### [DIRECTIONS FOR THIS TASK]
Scan the entries and copy each line where the word "short" is present.

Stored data
-------------------------
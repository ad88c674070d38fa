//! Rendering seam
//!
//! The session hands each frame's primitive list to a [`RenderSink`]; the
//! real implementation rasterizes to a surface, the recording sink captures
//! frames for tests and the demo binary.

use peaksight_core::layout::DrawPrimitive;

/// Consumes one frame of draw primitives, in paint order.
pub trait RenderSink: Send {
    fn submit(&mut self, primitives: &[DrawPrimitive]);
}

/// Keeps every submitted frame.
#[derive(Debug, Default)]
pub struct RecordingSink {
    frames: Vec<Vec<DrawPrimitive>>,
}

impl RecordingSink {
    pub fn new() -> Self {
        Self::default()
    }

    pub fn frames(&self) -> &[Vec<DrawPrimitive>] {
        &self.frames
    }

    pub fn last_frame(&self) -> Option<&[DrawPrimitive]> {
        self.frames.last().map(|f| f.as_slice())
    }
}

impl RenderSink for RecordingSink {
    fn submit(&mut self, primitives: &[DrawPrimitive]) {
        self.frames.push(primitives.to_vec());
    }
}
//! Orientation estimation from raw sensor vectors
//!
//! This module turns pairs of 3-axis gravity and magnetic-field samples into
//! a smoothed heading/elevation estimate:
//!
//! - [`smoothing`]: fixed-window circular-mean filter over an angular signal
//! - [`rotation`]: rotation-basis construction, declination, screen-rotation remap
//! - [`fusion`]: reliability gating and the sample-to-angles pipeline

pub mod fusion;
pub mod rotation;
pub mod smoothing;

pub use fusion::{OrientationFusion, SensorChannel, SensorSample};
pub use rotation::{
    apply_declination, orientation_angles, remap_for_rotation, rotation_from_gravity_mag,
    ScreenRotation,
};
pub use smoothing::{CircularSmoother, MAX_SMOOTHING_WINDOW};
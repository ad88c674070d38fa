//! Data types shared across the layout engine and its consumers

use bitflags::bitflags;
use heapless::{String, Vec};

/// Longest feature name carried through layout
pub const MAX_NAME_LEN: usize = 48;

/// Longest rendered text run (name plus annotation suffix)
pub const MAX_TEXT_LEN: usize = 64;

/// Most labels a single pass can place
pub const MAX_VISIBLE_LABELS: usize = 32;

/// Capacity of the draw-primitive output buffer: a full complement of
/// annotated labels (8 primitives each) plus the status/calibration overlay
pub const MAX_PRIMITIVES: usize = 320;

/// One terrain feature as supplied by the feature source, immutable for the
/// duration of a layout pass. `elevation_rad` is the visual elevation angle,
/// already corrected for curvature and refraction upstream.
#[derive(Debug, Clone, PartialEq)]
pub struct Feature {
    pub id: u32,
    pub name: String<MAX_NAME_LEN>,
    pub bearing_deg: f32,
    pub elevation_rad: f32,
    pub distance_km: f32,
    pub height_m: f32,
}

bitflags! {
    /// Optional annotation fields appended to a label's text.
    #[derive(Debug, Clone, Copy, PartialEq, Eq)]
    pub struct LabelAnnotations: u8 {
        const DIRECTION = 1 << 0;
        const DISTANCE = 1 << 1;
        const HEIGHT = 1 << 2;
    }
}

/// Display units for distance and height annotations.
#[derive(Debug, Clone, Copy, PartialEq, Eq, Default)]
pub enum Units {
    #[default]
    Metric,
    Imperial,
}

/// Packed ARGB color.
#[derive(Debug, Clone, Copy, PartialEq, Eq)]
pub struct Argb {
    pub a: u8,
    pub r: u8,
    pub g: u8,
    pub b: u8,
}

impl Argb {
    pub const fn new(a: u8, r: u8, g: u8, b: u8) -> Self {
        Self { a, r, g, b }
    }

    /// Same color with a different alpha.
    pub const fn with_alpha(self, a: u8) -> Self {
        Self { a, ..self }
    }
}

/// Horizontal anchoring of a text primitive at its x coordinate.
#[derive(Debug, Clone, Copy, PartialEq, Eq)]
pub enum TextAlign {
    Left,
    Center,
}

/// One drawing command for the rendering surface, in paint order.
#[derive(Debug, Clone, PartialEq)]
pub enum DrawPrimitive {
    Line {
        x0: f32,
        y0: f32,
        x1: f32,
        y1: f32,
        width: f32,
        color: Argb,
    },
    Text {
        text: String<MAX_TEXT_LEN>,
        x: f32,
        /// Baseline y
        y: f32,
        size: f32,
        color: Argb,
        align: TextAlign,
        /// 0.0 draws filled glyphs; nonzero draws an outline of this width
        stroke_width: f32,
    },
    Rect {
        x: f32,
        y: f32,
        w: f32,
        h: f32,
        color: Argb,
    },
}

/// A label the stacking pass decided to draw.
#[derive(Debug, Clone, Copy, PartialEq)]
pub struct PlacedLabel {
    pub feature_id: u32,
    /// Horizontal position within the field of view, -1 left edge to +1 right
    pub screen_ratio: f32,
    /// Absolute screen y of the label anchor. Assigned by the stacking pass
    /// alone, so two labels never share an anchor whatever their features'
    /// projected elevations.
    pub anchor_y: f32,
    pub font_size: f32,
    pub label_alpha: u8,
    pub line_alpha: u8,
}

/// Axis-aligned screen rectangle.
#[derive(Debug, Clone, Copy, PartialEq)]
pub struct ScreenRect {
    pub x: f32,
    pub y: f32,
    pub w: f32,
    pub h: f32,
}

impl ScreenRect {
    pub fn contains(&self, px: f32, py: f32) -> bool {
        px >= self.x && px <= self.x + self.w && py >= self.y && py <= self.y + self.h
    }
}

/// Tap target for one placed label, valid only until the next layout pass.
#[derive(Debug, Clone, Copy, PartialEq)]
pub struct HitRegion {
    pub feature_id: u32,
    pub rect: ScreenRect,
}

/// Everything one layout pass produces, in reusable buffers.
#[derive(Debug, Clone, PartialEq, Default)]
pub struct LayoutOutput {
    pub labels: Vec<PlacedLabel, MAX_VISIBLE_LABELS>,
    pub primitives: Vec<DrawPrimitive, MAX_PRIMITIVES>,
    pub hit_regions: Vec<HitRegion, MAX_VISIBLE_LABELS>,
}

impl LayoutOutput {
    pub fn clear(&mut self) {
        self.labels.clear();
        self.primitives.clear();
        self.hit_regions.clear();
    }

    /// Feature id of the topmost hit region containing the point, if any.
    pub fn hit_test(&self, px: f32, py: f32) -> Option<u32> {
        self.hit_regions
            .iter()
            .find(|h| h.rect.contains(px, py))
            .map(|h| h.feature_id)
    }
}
-------------------------
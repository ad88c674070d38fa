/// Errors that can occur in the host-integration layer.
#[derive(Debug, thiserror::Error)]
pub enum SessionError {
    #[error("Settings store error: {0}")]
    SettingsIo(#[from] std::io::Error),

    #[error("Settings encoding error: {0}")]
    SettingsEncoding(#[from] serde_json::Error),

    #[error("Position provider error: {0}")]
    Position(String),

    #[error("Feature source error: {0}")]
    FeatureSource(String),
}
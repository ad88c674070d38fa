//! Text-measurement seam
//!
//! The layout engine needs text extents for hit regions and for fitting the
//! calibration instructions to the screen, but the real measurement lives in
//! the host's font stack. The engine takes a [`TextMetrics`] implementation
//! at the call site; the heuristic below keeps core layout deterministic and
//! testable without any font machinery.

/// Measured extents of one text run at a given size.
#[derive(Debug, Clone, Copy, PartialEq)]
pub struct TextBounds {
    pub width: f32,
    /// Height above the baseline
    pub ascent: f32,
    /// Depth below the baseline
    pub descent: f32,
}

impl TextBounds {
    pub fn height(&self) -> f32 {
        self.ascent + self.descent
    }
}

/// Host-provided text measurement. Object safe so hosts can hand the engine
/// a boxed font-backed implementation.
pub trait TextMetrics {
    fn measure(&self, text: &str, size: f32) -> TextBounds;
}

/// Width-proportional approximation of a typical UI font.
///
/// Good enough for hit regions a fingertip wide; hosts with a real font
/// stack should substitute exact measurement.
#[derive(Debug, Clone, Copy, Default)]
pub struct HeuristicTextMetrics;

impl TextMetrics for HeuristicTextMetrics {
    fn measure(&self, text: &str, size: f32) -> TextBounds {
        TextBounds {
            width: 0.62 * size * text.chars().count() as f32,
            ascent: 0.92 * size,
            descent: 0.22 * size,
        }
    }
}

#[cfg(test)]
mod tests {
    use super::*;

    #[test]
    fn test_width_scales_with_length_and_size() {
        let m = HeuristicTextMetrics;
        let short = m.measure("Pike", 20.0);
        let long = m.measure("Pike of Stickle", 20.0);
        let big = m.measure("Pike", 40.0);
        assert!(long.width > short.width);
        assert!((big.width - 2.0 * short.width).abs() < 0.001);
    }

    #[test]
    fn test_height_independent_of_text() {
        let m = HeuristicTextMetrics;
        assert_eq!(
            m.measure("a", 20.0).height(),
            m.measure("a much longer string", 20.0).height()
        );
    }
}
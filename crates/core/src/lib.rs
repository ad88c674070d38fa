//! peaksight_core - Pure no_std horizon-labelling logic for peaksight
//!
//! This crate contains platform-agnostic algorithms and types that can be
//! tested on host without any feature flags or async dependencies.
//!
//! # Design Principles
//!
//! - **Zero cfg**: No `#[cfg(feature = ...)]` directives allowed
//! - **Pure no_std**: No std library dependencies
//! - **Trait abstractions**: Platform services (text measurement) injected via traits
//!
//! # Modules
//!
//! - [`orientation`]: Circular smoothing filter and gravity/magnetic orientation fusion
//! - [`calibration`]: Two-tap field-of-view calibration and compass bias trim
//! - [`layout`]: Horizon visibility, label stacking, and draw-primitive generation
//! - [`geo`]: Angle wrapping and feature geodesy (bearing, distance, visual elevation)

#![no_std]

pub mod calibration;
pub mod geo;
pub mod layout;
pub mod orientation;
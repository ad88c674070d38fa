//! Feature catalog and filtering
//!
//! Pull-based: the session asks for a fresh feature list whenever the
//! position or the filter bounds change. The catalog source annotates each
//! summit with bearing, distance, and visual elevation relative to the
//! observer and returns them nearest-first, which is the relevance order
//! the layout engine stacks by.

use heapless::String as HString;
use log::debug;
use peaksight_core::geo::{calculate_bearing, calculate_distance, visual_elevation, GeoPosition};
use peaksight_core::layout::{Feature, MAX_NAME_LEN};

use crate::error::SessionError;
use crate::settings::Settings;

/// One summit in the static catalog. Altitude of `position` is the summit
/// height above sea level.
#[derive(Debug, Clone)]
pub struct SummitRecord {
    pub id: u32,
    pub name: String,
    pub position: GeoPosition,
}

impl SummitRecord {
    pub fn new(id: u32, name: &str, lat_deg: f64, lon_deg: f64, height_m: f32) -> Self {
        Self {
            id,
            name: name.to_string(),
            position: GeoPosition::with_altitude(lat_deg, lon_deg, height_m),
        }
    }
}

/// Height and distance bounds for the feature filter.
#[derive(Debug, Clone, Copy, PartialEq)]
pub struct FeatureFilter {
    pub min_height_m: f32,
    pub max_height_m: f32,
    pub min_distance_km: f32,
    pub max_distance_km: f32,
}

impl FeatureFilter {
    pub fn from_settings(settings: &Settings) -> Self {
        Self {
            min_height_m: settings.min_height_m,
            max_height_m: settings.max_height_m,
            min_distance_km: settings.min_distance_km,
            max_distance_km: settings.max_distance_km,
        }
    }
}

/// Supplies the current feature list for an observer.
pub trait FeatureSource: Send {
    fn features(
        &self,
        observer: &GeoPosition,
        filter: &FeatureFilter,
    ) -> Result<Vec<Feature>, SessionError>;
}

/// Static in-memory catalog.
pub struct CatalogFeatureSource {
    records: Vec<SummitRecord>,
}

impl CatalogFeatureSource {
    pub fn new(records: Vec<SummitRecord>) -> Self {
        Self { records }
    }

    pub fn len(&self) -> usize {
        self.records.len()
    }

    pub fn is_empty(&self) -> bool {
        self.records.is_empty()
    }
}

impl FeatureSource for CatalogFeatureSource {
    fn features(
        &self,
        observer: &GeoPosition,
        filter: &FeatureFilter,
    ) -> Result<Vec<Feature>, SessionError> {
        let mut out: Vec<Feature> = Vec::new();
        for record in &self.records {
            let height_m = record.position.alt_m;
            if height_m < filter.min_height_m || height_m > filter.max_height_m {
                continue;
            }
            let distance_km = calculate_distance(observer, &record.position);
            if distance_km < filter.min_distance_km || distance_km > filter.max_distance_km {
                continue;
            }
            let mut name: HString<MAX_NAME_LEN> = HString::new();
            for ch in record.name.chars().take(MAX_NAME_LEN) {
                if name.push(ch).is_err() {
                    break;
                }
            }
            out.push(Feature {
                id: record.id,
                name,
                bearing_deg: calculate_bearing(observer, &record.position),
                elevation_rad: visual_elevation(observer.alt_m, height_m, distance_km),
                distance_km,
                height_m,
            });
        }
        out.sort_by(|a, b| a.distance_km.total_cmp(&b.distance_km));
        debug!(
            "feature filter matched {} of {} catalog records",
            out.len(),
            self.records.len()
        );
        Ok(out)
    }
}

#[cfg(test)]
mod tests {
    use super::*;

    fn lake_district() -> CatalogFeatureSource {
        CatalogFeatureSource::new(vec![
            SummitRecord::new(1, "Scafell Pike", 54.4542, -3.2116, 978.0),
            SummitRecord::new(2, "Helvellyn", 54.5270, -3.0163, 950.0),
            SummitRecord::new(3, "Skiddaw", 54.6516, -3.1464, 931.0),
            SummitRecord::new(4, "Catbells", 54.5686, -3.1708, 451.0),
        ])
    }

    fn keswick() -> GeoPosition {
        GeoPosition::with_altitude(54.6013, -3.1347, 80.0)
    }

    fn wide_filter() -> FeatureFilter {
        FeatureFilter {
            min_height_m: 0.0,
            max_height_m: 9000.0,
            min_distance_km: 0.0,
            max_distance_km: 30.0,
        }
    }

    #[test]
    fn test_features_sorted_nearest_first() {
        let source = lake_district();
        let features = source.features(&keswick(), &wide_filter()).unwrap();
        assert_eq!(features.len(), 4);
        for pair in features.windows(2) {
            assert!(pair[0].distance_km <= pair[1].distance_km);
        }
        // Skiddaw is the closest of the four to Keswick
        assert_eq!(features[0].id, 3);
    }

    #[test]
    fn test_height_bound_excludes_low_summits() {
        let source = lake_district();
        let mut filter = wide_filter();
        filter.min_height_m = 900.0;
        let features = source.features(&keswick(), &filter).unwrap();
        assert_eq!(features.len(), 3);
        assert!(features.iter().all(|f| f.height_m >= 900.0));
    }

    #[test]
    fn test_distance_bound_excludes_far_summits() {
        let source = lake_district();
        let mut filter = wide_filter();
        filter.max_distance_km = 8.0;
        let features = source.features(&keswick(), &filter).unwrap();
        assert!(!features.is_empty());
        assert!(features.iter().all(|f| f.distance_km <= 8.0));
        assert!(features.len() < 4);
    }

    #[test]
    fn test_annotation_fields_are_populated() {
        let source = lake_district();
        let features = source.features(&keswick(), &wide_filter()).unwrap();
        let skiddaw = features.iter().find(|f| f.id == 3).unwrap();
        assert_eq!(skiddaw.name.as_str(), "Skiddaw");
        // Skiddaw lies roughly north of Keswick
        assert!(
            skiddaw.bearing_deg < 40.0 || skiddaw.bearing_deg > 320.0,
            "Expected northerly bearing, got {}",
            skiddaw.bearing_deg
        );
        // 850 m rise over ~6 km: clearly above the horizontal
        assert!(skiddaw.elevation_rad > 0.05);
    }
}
-------------------------
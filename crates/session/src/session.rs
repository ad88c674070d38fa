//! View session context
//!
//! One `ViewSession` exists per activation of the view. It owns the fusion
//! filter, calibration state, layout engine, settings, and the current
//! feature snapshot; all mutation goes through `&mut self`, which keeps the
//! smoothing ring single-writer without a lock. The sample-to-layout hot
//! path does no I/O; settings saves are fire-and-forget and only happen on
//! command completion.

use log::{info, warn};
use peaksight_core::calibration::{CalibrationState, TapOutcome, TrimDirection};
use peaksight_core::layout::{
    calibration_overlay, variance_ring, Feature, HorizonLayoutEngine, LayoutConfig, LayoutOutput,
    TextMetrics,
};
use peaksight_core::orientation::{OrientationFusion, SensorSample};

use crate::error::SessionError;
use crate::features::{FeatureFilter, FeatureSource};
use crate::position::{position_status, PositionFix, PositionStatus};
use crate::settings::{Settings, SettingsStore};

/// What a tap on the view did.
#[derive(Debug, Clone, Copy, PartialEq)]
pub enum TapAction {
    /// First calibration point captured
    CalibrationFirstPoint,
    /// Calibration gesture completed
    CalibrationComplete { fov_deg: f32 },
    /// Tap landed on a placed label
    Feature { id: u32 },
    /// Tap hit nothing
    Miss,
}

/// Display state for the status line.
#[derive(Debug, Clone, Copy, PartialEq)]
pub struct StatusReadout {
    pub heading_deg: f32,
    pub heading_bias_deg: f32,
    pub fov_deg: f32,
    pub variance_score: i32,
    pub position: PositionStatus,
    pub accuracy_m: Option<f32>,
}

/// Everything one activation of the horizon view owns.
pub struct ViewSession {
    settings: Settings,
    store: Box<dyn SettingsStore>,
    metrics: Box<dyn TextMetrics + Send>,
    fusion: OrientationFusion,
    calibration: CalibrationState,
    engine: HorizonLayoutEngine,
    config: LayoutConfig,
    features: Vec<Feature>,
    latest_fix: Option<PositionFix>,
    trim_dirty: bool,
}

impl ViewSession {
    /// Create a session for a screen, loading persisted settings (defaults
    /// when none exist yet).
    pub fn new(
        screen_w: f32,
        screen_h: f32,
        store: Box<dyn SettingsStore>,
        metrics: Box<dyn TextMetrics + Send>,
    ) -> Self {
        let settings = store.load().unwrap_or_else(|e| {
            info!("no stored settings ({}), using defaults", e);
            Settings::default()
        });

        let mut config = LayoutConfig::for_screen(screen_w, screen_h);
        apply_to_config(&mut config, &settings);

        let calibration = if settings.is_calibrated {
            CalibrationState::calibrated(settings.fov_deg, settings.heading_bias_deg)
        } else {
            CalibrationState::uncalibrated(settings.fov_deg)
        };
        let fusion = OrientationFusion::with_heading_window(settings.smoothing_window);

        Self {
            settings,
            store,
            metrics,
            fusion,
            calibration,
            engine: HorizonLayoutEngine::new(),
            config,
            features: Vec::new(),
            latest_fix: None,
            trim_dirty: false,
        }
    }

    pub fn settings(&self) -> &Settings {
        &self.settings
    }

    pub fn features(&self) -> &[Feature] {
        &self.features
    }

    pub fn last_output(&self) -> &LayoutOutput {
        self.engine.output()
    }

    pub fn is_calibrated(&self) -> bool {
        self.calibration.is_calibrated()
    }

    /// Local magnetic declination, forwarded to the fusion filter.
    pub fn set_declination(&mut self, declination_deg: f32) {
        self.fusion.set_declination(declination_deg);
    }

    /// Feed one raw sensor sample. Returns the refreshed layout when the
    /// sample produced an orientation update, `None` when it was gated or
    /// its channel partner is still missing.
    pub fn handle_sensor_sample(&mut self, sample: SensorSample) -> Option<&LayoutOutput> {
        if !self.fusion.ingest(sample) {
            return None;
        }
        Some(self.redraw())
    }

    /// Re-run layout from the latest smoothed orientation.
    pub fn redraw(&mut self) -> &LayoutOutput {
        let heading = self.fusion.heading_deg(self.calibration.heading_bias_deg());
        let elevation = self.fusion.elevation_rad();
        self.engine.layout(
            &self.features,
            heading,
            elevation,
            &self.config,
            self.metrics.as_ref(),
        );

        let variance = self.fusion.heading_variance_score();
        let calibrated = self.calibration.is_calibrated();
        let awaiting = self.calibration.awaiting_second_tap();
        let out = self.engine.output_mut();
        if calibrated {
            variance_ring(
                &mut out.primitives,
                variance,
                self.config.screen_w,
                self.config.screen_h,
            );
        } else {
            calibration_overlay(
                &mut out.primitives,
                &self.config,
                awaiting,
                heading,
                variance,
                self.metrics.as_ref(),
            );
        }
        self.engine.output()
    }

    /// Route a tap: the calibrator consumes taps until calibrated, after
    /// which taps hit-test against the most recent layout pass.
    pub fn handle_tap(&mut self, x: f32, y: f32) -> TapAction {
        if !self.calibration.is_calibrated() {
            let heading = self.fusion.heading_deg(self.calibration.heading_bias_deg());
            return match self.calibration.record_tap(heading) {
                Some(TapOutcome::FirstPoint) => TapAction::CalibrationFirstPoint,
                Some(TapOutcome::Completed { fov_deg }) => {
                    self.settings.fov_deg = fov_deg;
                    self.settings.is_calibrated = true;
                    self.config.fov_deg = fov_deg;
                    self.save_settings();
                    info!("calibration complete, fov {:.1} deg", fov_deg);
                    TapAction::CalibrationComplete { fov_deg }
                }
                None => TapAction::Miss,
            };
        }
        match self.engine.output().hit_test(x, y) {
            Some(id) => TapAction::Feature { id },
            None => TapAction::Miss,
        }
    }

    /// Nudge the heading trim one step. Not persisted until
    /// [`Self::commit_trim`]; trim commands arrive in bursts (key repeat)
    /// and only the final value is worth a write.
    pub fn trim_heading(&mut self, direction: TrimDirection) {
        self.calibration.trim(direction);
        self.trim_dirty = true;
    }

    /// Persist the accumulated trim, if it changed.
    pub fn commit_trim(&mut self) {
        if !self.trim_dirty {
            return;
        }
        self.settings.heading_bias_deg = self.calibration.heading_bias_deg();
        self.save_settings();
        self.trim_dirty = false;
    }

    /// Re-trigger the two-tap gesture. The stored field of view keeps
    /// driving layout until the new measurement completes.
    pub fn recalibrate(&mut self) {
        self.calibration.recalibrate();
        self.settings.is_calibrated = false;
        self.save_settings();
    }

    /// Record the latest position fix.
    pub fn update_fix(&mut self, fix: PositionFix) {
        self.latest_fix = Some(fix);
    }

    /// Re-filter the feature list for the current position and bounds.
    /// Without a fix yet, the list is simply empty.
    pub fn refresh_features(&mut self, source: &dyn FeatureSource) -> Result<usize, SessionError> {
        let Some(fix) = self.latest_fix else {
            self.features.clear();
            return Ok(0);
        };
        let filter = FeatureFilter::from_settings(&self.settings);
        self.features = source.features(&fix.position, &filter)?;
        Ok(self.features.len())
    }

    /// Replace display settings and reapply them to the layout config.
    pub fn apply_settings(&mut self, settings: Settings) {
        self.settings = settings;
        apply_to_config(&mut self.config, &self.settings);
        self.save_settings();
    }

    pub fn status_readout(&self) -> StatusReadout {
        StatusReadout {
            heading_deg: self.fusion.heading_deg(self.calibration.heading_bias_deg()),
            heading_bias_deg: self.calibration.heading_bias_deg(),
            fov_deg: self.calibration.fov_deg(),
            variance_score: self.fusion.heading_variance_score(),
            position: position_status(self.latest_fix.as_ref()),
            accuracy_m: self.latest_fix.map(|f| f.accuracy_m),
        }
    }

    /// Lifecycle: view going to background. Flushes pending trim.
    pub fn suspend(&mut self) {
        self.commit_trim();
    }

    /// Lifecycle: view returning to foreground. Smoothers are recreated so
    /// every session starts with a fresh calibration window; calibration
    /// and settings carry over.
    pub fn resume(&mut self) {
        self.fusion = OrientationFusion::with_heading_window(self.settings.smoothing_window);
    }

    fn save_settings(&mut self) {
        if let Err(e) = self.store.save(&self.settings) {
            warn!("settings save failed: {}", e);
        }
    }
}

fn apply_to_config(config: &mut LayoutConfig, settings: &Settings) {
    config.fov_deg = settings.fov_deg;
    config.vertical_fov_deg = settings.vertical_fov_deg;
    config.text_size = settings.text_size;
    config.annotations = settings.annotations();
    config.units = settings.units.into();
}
-------------------------
### [FINISHED TASK]
        let short = m.measure("Pike", 20.0);
        assert!(long.width > short.width);
        assert!((big.width - 2.0 * short.width).abs() < 0.001);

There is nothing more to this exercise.